## Goal of the exercise:
Would you please return all of the entries below exactly as shown?

==== Data records ====

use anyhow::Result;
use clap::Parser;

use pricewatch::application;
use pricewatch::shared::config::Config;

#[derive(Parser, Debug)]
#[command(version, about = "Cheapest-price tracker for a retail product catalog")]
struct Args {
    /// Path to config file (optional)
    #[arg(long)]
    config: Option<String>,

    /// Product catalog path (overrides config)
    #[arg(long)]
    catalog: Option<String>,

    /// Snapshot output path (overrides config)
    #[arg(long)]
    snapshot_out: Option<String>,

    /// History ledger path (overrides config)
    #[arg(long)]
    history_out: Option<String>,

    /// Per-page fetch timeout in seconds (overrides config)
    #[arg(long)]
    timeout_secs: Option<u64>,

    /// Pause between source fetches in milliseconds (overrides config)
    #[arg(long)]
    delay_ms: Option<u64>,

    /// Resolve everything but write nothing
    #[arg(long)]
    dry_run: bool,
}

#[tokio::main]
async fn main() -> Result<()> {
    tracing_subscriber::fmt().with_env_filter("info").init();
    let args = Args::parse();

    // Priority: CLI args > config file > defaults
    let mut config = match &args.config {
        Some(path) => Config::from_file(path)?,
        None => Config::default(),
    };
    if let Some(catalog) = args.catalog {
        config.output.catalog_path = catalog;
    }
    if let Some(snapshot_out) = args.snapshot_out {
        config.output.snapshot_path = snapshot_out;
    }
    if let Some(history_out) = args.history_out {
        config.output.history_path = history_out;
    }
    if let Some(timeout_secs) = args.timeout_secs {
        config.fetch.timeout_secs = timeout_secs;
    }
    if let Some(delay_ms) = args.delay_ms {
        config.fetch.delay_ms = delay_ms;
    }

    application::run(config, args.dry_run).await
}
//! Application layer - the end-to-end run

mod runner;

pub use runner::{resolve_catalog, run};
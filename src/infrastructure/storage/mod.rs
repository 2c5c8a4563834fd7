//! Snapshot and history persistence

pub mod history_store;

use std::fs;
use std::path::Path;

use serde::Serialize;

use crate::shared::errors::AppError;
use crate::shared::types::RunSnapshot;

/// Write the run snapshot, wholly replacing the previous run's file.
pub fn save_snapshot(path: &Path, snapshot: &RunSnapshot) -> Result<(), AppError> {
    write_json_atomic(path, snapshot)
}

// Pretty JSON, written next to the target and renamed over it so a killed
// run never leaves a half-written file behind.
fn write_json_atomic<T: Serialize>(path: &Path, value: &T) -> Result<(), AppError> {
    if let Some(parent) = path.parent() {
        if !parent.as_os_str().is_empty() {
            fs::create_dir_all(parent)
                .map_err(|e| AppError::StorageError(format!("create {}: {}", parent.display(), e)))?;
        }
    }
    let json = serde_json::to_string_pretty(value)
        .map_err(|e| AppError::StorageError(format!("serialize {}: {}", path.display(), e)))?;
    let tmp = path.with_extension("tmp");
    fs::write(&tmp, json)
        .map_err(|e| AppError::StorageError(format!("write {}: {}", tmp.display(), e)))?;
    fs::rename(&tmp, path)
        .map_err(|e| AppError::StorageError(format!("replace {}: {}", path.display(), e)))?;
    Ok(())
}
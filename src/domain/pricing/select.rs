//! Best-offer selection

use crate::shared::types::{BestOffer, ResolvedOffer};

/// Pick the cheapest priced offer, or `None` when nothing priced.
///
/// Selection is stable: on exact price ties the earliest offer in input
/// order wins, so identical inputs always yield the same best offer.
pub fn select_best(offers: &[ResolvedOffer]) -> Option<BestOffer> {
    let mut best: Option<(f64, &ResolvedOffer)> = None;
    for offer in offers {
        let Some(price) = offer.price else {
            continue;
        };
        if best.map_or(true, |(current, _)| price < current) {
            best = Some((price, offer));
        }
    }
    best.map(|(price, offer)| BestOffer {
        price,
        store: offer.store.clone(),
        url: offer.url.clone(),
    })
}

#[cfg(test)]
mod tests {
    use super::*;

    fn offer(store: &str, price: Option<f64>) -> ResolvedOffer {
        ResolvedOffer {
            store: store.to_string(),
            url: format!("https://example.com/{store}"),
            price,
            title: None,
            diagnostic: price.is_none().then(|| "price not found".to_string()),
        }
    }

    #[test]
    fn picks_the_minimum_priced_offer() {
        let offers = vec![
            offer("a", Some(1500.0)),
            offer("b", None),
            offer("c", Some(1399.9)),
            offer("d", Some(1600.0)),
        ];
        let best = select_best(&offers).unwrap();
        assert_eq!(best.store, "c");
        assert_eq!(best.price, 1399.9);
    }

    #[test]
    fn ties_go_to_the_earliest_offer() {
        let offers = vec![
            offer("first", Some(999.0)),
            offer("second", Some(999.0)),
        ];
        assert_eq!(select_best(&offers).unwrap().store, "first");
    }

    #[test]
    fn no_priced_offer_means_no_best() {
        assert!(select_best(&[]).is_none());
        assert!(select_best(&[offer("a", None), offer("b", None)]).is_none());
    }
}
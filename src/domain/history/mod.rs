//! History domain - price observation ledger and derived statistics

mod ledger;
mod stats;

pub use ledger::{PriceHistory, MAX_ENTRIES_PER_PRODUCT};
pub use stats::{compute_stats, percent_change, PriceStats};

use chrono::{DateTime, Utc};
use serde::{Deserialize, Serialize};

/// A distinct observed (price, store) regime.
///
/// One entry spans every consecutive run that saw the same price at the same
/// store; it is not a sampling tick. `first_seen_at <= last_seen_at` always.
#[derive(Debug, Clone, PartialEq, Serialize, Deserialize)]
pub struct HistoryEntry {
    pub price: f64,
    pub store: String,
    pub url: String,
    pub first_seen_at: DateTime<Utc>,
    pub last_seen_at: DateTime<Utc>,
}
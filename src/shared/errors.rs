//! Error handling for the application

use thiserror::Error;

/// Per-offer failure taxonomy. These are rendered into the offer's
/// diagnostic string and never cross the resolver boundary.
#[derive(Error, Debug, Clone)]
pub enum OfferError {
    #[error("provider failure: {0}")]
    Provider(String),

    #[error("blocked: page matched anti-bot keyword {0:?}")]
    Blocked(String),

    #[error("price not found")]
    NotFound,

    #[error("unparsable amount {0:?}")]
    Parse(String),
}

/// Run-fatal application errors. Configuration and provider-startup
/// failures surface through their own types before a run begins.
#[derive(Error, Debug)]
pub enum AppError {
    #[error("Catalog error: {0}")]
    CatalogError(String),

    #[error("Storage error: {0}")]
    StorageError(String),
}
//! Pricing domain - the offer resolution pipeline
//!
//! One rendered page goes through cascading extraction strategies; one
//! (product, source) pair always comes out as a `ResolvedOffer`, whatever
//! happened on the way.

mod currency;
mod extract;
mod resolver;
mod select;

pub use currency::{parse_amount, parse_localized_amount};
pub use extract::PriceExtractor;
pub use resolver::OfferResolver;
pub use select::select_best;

====

## Answer to this exercise:
use anyhow::Result;
use clap::Parser;

use pricewatch::application;
use pricewatch::shared::config::Config;

#[derive(Parser, Debug)]
#[command(version, about = "Cheapest-price tracker for a retail product catalog")]
struct Args {
    /// Path to config file (optional)
    #[arg(long)]
    config: Option<String>,

    /// Product catalog path (overrides config)
    #[arg(long)]
    catalog: Option<String>,

    /// Snapshot output path (overrides config)
    #[arg(long)]
    snapshot_out: Option<String>,

    /// History ledger path (overrides config)
    #[arg(long)]
    history_out: Option<String>,

    /// Per-page fetch timeout in seconds (overrides config)
    #[arg(long)]
    timeout_secs: Option<u64>,

    /// Pause between source fetches in milliseconds (overrides config)
    #[arg(long)]
    delay_ms: Option<u64>,

    /// Resolve everything but write nothing
    #[arg(long)]
    dry_run: bool,
}

#[tokio::main]
async fn main() -> Result<()> {
    tracing_subscriber::fmt().with_env_filter("info").init();
    let args = Args::parse();

    // Priority: CLI args > config file > defaults
    let mut config = match &args.config {
        Some(path) => Config::from_file(path)?,
        None => Config::default(),
    };
    if let Some(catalog) = args.catalog {
        config.output.catalog_path = catalog;
    }
    if let Some(snapshot_out) = args.snapshot_out {
        config.output.snapshot_path = snapshot_out;
    }
    if let Some(history_out) = args.history_out {
        config.output.history_path = history_out;
    }
    if let Some(timeout_secs) = args.timeout_secs {
        config.fetch.timeout_secs = timeout_secs;
    }
    if let Some(delay_ms) = args.delay_ms {
        config.fetch.delay_ms = delay_ms;
    }

    application::run(config, args.dry_run).await
}
//! Application layer - the end-to-end run

mod runner;

pub use runner::{resolve_catalog, run};
filename src/infrastructure/storage/mod.rs
repository 2c5c8a4563834fd7
//! Snapshot and history persistence

pub mod history_store;

use std::fs;
use std::path::Path;

use serde::Serialize;

use crate::shared::errors::AppError;
use crate::shared::types::RunSnapshot;

/// Write the run snapshot, wholly replacing the previous run's file.
pub fn save_snapshot(path: &Path, snapshot: &RunSnapshot) -> Result<(), AppError> {
    write_json_atomic(path, snapshot)
}

// Pretty JSON, written next to the target and renamed over it so a killed
// run never leaves a half-written file behind.
fn write_json_atomic<T: Serialize>(path: &Path, value: &T) -> Result<(), AppError> {
    if let Some(parent) = path.parent() {
        if !parent.as_os_str().is_empty() {
            fs::create_dir_all(parent)
                .map_err(|e| AppError::StorageError(format!("create {}: {}", parent.display(), e)))?;
        }
    }
    let json = serde_json::to_string_pretty(value)
        .map_err(|e| AppError::StorageError(format!("serialize {}: {}", path.display(), e)))?;
    let tmp = path.with_extension("tmp");
    fs::write(&tmp, json)
        .map_err(|e| AppError::StorageError(format!("write {}: {}", tmp.display(), e)))?;
    fs::rename(&tmp, path)
        .map_err(|e| AppError::StorageError(format!("replace {}: {}", path.display(), e)))?;
    Ok(())
}
filename src/domain/pricing/select.rs
//! Best-offer selection

use crate::shared::types::{BestOffer, ResolvedOffer};

/// Pick the cheapest priced offer, or `None` when nothing priced.
///
/// Selection is stable: on exact price ties the earliest offer in input
/// order wins, so identical inputs always yield the same best offer.
pub fn select_best(offers: &[ResolvedOffer]) -> Option<BestOffer> {
    let mut best: Option<(f64, &ResolvedOffer)> = None;
    for offer in offers {
        let Some(price) = offer.price else {
            continue;
        };
        if best.map_or(true, |(current, _)| price < current) {
            best = Some((price, offer));
        }
    }
    best.map(|(price, offer)| BestOffer {
        price,
        store: offer.store.clone(),
        url: offer.url.clone(),
    })
}

#[cfg(test)]
mod tests {
    use super::*;

    fn offer(store: &str, price: Option<f64>) -> ResolvedOffer {
        ResolvedOffer {
            store: store.to_string(),
            url: format!("https://example.com/{store}"),
            price,
            title: None,
            diagnostic: price.is_none().then(|| "price not found".to_string()),
        }
    }

    #[test]
    fn picks_the_minimum_priced_offer() {
        let offers = vec![
            offer("a", Some(1500.0)),
            offer("b", None),
            offer("c", Some(1399.9)),
            offer("d", Some(1600.0)),
        ];
        let best = select_best(&offers).unwrap();
        assert_eq!(best.store, "c");
        assert_eq!(best.price, 1399.9);
    }

    #[test]
    fn ties_go_to_the_earliest_offer() {
        let offers = vec![
            offer("first", Some(999.0)),
            offer("second", Some(999.0)),
        ];
        assert_eq!(select_best(&offers).unwrap().store, "first");
    }

    #[test]
    fn no_priced_offer_means_no_best() {
        assert!(select_best(&[]).is_none());
        assert!(select_best(&[offer("a", None), offer("b", None)]).is_none());
    }
}
filename src/domain/history/mod.rs
//! History domain - price observation ledger and derived statistics

mod ledger;
mod stats;

pub use ledger::{PriceHistory, MAX_ENTRIES_PER_PRODUCT};
pub use stats::{compute_stats, percent_change, PriceStats};

use chrono::{DateTime, Utc};
use serde::{Deserialize, Serialize};

/// A distinct observed (price, store) regime.
///
/// One entry spans every consecutive run that saw the same price at the same
/// store; it is not a sampling tick. `first_seen_at <= last_seen_at` always.
#[derive(Debug, Clone, PartialEq, Serialize, Deserialize)]
pub struct HistoryEntry {
    pub price: f64,
    pub store: String,
    pub url: String,
    pub first_seen_at: DateTime<Utc>,
    pub last_seen_at: DateTime<Utc>,
}
filename src/shared/errors.rs
//! Error handling for the application

use thiserror::Error;

/// Per-offer failure taxonomy. These are rendered into the offer's
/// diagnostic string and never cross the resolver boundary.
#[derive(Error, Debug, Clone)]
pub enum OfferError {
    #[error("provider failure: {0}")]
    Provider(String),

    #[error("blocked: page matched anti-bot keyword {0:?}")]
    Blocked(String),

    #[error("price not found")]
    NotFound,

    #[error("unparsable amount {0:?}")]
    Parse(String),
}

/// Run-fatal application errors. Configuration and provider-startup
/// failures surface through their own types before a run begins.
#[derive(Error, Debug)]
pub enum AppError {
    #[error("Catalog error: {0}")]
    CatalogError(String),

    #[error("Storage error: {0}")]
    StorageError(String),
}
//! Pricing domain - the offer resolution pipeline
//!
//! One rendered page goes through cascading extraction strategies; one
//! (product, source) pair always comes out as a `ResolvedOffer`, whatever
//! happened on the way.

mod currency;
mod extract;
mod resolver;
mod select;

pub use currency::{parse_amount, parse_localized_amount};
pub use extract::PriceExtractor;
pub use resolver::OfferResolver;
pub use select::select_best;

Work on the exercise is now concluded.